Wherever a line in the material contains the word "derive", copy that line.
---- Input
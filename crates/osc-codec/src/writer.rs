//! Binary writer
//!
//! Call order for a message is enforced:
//! `start_message` -> `write_address` -> `write_type_tag`* ->
//! `write_type_tag_end` -> argument writes. Anything else fails with
//! [`Error::UnexpectedWriterState`].

use bytes::{BufMut, Bytes, BytesMut};

use crate::size;
use crate::{Error, OscColor, OscMidiMessage, OscTimeTag, OscToken, OscValue, Result};

#[derive(Debug, Clone, Copy, PartialEq, Eq)]
pub enum WriterState {
    NotStarted,
    Address,
    TypeTag,
    Arguments,
}

/// Writer appending OSC packets to a growable buffer
#[derive(Debug)]
pub struct OscWriter {
    buf: BytesMut,
    state: WriterState,
}

impl Default for OscWriter {
    fn default() -> Self {
        Self::new()
    }
}

impl OscWriter {
    pub fn new() -> Self {
        Self::with_capacity(256)
    }

    pub fn with_capacity(capacity: usize) -> Self {
        Self {
            buf: BytesMut::with_capacity(capacity),
            state: WriterState::NotStarted,
        }
    }

    /// Bytes written so far
    #[inline]
    pub fn position(&self) -> usize {
        self.buf.len()
    }

    #[inline]
    pub fn state(&self) -> WriterState {
        self.state
    }

    pub fn as_bytes(&self) -> &[u8] {
        &self.buf
    }

    pub fn into_bytes(self) -> Bytes {
        self.buf.freeze()
    }

    /// Copy everything written so far into `dst`, returning the byte count.
    /// Fails without writing if `dst` cannot hold it all.
    pub fn flush_into<B: BufMut>(&self, dst: &mut B) -> Result<usize> {
        let len = self.buf.len();
        if dst.remaining_mut() < len {
            return Err(Error::InvalidSegmentLength(format!(
                "{} bytes to write, {} available",
                len,
                dst.remaining_mut()
            )));
        }
        dst.put_slice(&self.buf);
        Ok(len)
    }

    /// Discard everything written and return to `NotStarted`
    pub fn reset(&mut self) {
        self.buf.clear();
        self.state = WriterState::NotStarted;
    }

    // ============ Structure ============

    pub fn start_message(&mut self) {
        self.state = WriterState::Address;
    }

    /// Write the bundle ident and time tag
    pub fn start_bundle(&mut self, ident: &str, timestamp: OscTimeTag) {
        self.start_message();
        self.put_str(ident);
        self.buf.put_u64(timestamp.value());
    }

    /// Length prefix of the next bundle element
    pub fn write_bundle_message_length(&mut self, length: usize) {
        self.buf.put_i32(length as i32);
    }

    /// Write the address followed by the type tag comma
    pub fn write_address(&mut self, address: &str) -> Result<()> {
        self.check_state(WriterState::Address)?;
        self.put_str(address);
        self.buf.put_u8(b',');
        self.state = WriterState::TypeTag;
        Ok(())
    }

    pub fn write_type_tag(&mut self, token: OscToken) -> Result<()> {
        self.check_state(WriterState::TypeTag)?;
        let tag = token.type_tag().ok_or_else(|| {
            Error::UnexpectedToken(format!("unexpected token {:?}", token))
        })?;
        self.buf.put_u8(tag);
        Ok(())
    }

    /// Terminate and pad the type tag; arguments may follow
    pub fn write_type_tag_end(&mut self) -> Result<()> {
        self.check_state(WriterState::TypeTag)?;
        self.buf.put_u8(0);
        self.pad();
        self.state = WriterState::Arguments;
        Ok(())
    }

    // ============ Arguments ============

    pub fn write_int(&mut self, value: i32) -> Result<()> {
        self.check_state(WriterState::Arguments)?;
        self.buf.put_i32(value);
        Ok(())
    }

    pub fn write_long(&mut self, value: i64) -> Result<()> {
        self.check_state(WriterState::Arguments)?;
        self.buf.put_i64(value);
        Ok(())
    }

    pub fn write_float(&mut self, value: f32) -> Result<()> {
        self.check_state(WriterState::Arguments)?;
        self.buf.put_f32(value);
        Ok(())
    }

    pub fn write_double(&mut self, value: f64) -> Result<()> {
        self.check_state(WriterState::Arguments)?;
        self.buf.put_f64(value);
        Ok(())
    }

    /// One byte followed by three zero bytes
    pub fn write_char(&mut self, value: u8) -> Result<()> {
        self.check_state(WriterState::Arguments)?;
        self.buf.put_u8(value);
        self.buf.put_bytes(0, 3);
        Ok(())
    }

    pub fn write_color(&mut self, value: OscColor) -> Result<()> {
        self.check_state(WriterState::Arguments)?;
        self.buf.put_u32(value.to_rgba());
        Ok(())
    }

    pub fn write_midi(&mut self, value: OscMidiMessage) -> Result<()> {
        self.check_state(WriterState::Arguments)?;
        self.buf.put_u32(value.full_message());
        Ok(())
    }

    pub fn write_time_tag(&mut self, value: OscTimeTag) -> Result<()> {
        self.check_state(WriterState::Arguments)?;
        self.buf.put_u64(value.value());
        Ok(())
    }

    pub fn write_string(&mut self, value: &str) -> Result<()> {
        self.check_state(WriterState::Arguments)?;
        self.put_str(value);
        Ok(())
    }

    pub fn write_symbol(&mut self, value: &str) -> Result<()> {
        self.write_string(value)
    }

    pub fn write_blob(&mut self, value: &[u8]) -> Result<()> {
        self.check_state(WriterState::Arguments)?;
        self.buf.put_u32(value.len() as u32);
        self.buf.put_slice(value);
        self.pad();
        Ok(())
    }

    // ============ Values ============

    /// Write the type tag characters for `args`, brackets included
    pub fn write_type_tags(&mut self, args: &[OscValue]) -> Result<()> {
        for arg in args {
            if let OscValue::Array(items) = arg {
                self.write_type_tag(OscToken::ArrayStart)?;
                self.write_type_tags(items)?;
                self.write_type_tag(OscToken::ArrayEnd)?;
            } else {
                self.write_type_tag(arg.token())?;
            }
        }
        Ok(())
    }

    /// Write the payload of `args` in order; tag-only values write nothing
    pub fn write_arguments(&mut self, args: &[OscValue]) -> Result<()> {
        for arg in args {
            self.write_argument(arg)?;
        }
        Ok(())
    }

    pub fn write_argument(&mut self, arg: &OscValue) -> Result<()> {
        match arg {
            OscValue::Int(v) => self.write_int(*v),
            OscValue::Long(v) => self.write_long(*v),
            OscValue::Float(v) => self.write_float(*v),
            OscValue::Double(v) => self.write_double(*v),
            OscValue::Char(v) => self.write_char(*v),
            OscValue::Color(v) => self.write_color(*v),
            OscValue::Midi(v) => self.write_midi(*v),
            OscValue::TimeTag(v) => self.write_time_tag(*v),
            OscValue::String(v) => self.write_string(v),
            OscValue::Symbol(v) => self.write_symbol(v),
            OscValue::Blob(v) => self.write_blob(v),
            OscValue::Array(items) => self.write_arguments(items),
            OscValue::Bool(_) | OscValue::Impulse | OscValue::Null => {
                self.check_state(WriterState::Arguments)
            }
        }
    }

    // ============ Internals ============

    fn check_state(&self, required: WriterState) -> Result<()> {
        if self.state != required {
            return Err(Error::UnexpectedWriterState(format!(
                "unexpected writer state {:?}",
                self.state
            )));
        }
        Ok(())
    }

    /// Bytes, terminator, padding
    fn put_str(&mut self, value: &str) {
        self.buf.put_slice(value.as_bytes());
        self.buf.put_u8(0);
        self.pad();
    }

    fn pad(&mut self) {
        self.buf.put_bytes(0, size::padding(self.buf.len()));
    }
}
--------
--- Written solution ---
#[derive(Debug, Clone, Copy, PartialEq, Eq)]
#[derive(Debug)]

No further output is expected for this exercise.